计算机代写|机器学习代写machine learning代考|Intuition and Main Results
Consider first the training error $E_{\text {train }}$ defined in (5.3). Since $$ \operatorname{tr} \mathbf{Y} \mathbf{Q}^2(\gamma) \mathbf{Y}^{\boldsymbol{\top}}=-\frac{\partial}{\partial \gamma} \operatorname{tr} \mathbf{Y} \mathbf{Q}(\gamma) \mathbf{Y}^{\top}, $$ a deterministic equivalent for the resolvent $\mathbf{Q}(\gamma)$ is sufficient to acceess the asymptotic behavior of $E_{\text {train }}$. With a linear activation $\sigma(t)=t$, the resolvent of interest $$ \mathbf{Q}(\gamma)=\left(\frac{1}{n} \sigma(\mathbf{W X})^{\top} \sigma(\mathbf{W} \mathbf{X})+\gamma \mathbf{I}n\right)^{-1} $$ is the same as in Theorem 2.6. In a sense, the evaluation of $\mathbf{Q}(\gamma)$ (and subsequently $\left.E{\text {train }}\right)$ calls for an extension of Theorem $2.6$ to handle the case of nonlinear activations. Recall now that the main ingredients to derive a deterministic equivalent for (the linear case) $\mathbf{Q}=\left(\mathbf{X}^{\top} \mathbf{W}^{\top} \mathbf{W} \mathbf{X} / n+\gamma \mathbf{I}n\right)^{-1}$ are (i) $\mathbf{X}^{\top} \mathbf{W}^{\top}$ has i.i.d. columns and (ii) its $i$ th column $\left[\mathbf{W}^{\top}\right]_i$ has i.i.d. (or linearly dependent) entries so that the key Lemma $2.11$ applies. These hold, in the linear case, due to the i.i.d. property of the entries of $\mathbf{W}$. However, while for Item (i), the nonlinear $\Sigma^{\top}=\sigma(\mathbf{W X})^{\top}$ still has i.i.d. columns, and for Item (ii), its $i$ th column $\sigma\left(\left[\mathbf{X}^{\top} \mathbf{W}^{\top}\right]{. i}\right)$ no longer has i.i.d. or linearly dependent entries. Therefore, the main technical difficulty here is to obtain a nonlinear version of the trace lemma, Lemma 2.11. That is, we expect that the concentration of quadratic forms around their expectation remains valid despite the application of the entry-wise nonlinear $\sigma$. This naturally falls into the concentration of measure theory discussed in Section $2.7$ and is given by the following lemma.

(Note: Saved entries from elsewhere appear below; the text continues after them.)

//! Preview Studio - app-store preview capture, made simple.
//!
//! This crate discovers booted simulator targets (or a running desktop
//! app), sequences launch/wait/capture workflows against them, and
//! persists the resulting preview sets for the external renderer.

pub mod automation;
pub mod commands;
pub mod devices;
pub mod error;
pub mod orchestrator;
pub mod paths;
pub mod store;

use tracing_subscriber::{layer::SubscriberExt, util::SubscriberInitExt};

pub use commands::{AppContext, CommandResponse};
pub use error::{StudioError, StudioResult};
pub use orchestrator::{Orchestrator, SessionSnapshot};

/// Initialize tracing/logging. Output goes to stderr so stdout stays a
/// clean response channel.
pub fn init_tracing() {
    tracing_subscriber::registry()
        .with(
            tracing_subscriber::EnvFilter::try_from_default_env()
                .unwrap_or_else(|_| "preview_studio=debug".into()),
        )
        .with(tracing_subscriber::fmt::layer().with_writer(std::io::stderr))
        .init();
}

Lemma 5.1 (Concentration of nonlinear quadratic form, Louart et al. [2018, Lemma 1]). For $\mathbf{w} \sim \mathcal{N}\left(\mathbf{0}, \mathbf{I}_p\right)$, 1-Lipschitz $\sigma(\cdot)$, and $\mathbf{A} \in \mathbb{R}^{n \times n}, \mathbf{X} \in \mathbb{R}^{p \times n}$ such that $|\mathbf{A}| \leq 1$ and $|\mathbf{X}|$ bounded with respect to $p, n$, then, $$ \mathbb{P}\left(\left|\frac{1}{n} \sigma\left(\mathbf{w}^{\top} \mathbf{X}\right) \mathbf{A} \sigma\left(\mathbf{X}^{\top} \mathbf{w}\right)-\frac{1}{n} \operatorname{tr} \mathbf{A} \mathbf{K}\right|>t\right) \leq C e^{-c n \min \left(t, t^2\right)} $$ for some $C, c>0, p / n \in(0, \infty)$ with ${ }^2$ $$ \mathbf{K} \equiv \mathbf{K}{\mathbf{X X}} \equiv \mathbb{E}{\mathbf{w} \sim \mathcal{N}\left(\mathbf{0}, \mathbf{I}_p\right)}\left[\sigma\left(\mathbf{X}^{\top} \mathbf{w}\right) \sigma\left(\mathbf{w}^{\boldsymbol{\top}} \mathbf{X}\right)\right] \in \mathbb{R}^{n \times n} $$
计算机代写|机器学习代写machine learning代考|Consequences for Learning with Large Neural Networks
To validate the asymptotic analysis in Theorem $5.1$ and Corollary $5.1$ on real-world data, Figures $5.2$ and $5.3$ compare the empirical MSEs with their limiting behavior predicted in Corollary 5.1, for a random network of $N=512$ neurons and various types of Lipschitz and non-Lipschitz activations $\sigma(\cdot)$, respectively. The regressor $\boldsymbol{\beta} \in \mathbb{R}^p$ maps the vectorized images from the Fashion-MNIST dataset (classes 1 and 2) [Xiao et al., 2017] to their corresponding uni-dimensional ( $d=1$ ) output labels $\mathbf{Y}{1 i}, \hat{\mathbf{Y}}{1 j} \in$ ${\pm 1}$. For $n, p, N$ of order a few hundreds (so not very large when compared to typical modern neural network dimensions), a close match between theory and practice is observed for the Lipschitz activations in Figure 5.2. The precision is less accurate but still quite good for the case of non-Lipschitz activations in Figure 5.3, which, we recall, are formally not supported by the theorem statement – here for $\sigma(t)=1-t^2 / 2$, $\sigma(t)=1_{t>0}$, and $\sigma(t)=\operatorname{sign}(t)$. For all activations, the deviation from theory is more acute for small values of regularization $\gamma$.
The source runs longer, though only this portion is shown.